In the spirit of Huffman codes, that is, optimal lossless encoding, here is the shortest implementation of Huffman code generation I could come up with in Haskell. The signature is
huffman :: Eq a => [(a, Int)] -> [(a, String)]
where the argument is a list of (element, frequency) pairs. It returns a list of (element, binary encoding).
v1
This requires these imports:
-- Imports
import Data.List (sortBy)
import Data.Ord (comparing)
And here is the main program
data Tree a = Leaf a Int | Node Int (Tree a) (Tree a) deriving (Show)
freq (Leaf _ f) = f
freq (Node f _ _) = f
merge t1 t2 = Node (freq t1 + freq t2) t1 t2
decode t x = (x, decode' "" t)
where
decode' acc (Leaf y _) = if x == y then reverse acc else ""
decode' acc (Node _ l r) = (decode' ('0':acc) l) ++ (decode' ('1':acc) r)
combine [x] = x
combine xs = let (t1:t2:rest) = sortBy (comparing freq) xs in combine ((merge t1 t2):rest)
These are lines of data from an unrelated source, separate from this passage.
//! # pulsegate-ingest
//!
//! Concurrent heart-rate sample ingestion for pulsegate.
//!
//! This crate owns everything between the network socket and the session
//! controller: a UDP listener running on a background task, a single-slot
//! latest-value relay crossing from that task to the session tick loop, and a
//! dispatcher that drains the relay once per tick and fans the sample out to
//! subscribers.
//!
//! ## Quick Start
//!
//! ```rust,no_run
//! use std::sync::Arc;
//! use pulsegate_ingest::{LatestRelay, SampleDispatcher, UdpSampleSource};
//!
//! #[tokio::main]
//! async fn main() -> Result<(), pulsegate_ingest::IngestError> {
//!     let relay = Arc::new(LatestRelay::default());
//!     let source = UdpSampleSource::bind(12345, relay.clone()).await?;
//!
//!     let mut dispatcher = SampleDispatcher::new(relay);
//!     dispatcher.subscribe(|bpm| println!("sample: {bpm}"));
//!
//!     // Drive `dispatcher.tick()` from your scheduling loop...
//!
//!     source.shutdown().await;
//!     Ok(())
//! }
//! ```
//!
//! ## Backpressure
//!
//! The relay never buffers more than one sample. If the tick loop falls
//! behind the monitor, intermediate readings are dropped and only the
//! freshest survives. Staleness is unacceptable here; completeness of the
//! sample history is not required.

mod dispatcher;
mod error;
mod listener;
mod relay;

pub use dispatcher::{HeartRateReadout, SampleDispatcher};
pub use error::IngestError;
pub use listener::UdpSampleSource;
pub use relay::LatestRelay;

// Re-export types for convenience
pub use pulsegate_types::Bpm;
huffman xs = map ((decode (combine (map (uncurry Leaf) xs))) . fst) xs
This is suboptimal since we are sorting on every iteration, when a priority queue would be sufficient. I just didn’t want to use external libraries.
If we completely forget readability, and get rid of generic type a:
huffman :: [(Char, Int)] -> [(Char, String)]
287 bytes:
data T=L Char Int|N Int T T
f(L _ w)=w;f(N w _ _)=w
m t1 t2=N(f t1+f t2)t1 t2
d t x=(x,s"" t)where s a(L y _)=if x==y then reverse a else"";s a(N _ l r)=s('0':a)l++s('1':a)r
c[x]=x;c x=let(t1:t2:r)=sortBy(\a b->f a`compare`f b)x in c(m t1 t2:r)
huffman x=map((d(c(map(uncurry L)x))).fst)x
v2
data T=L Char|N T T
huffman x=[(c,e t c"")|(c,_)<-x]where
t=f$foldr ins[][(n,L c)|(c,n)<-x]
f[(n,t)]=t
f((n1,t1):(n2,t2):l)=f$ins(n1+n2,N t1 t2)l
ins n[]=[n]
ins n l@(n':ls)|fst n<=fst n'=n:l|1>0=n':ins n ls
e(L c)c' s=if c==c' then s else""
e(N l r)c s=e l c(s++"0")++e r c(s++"1")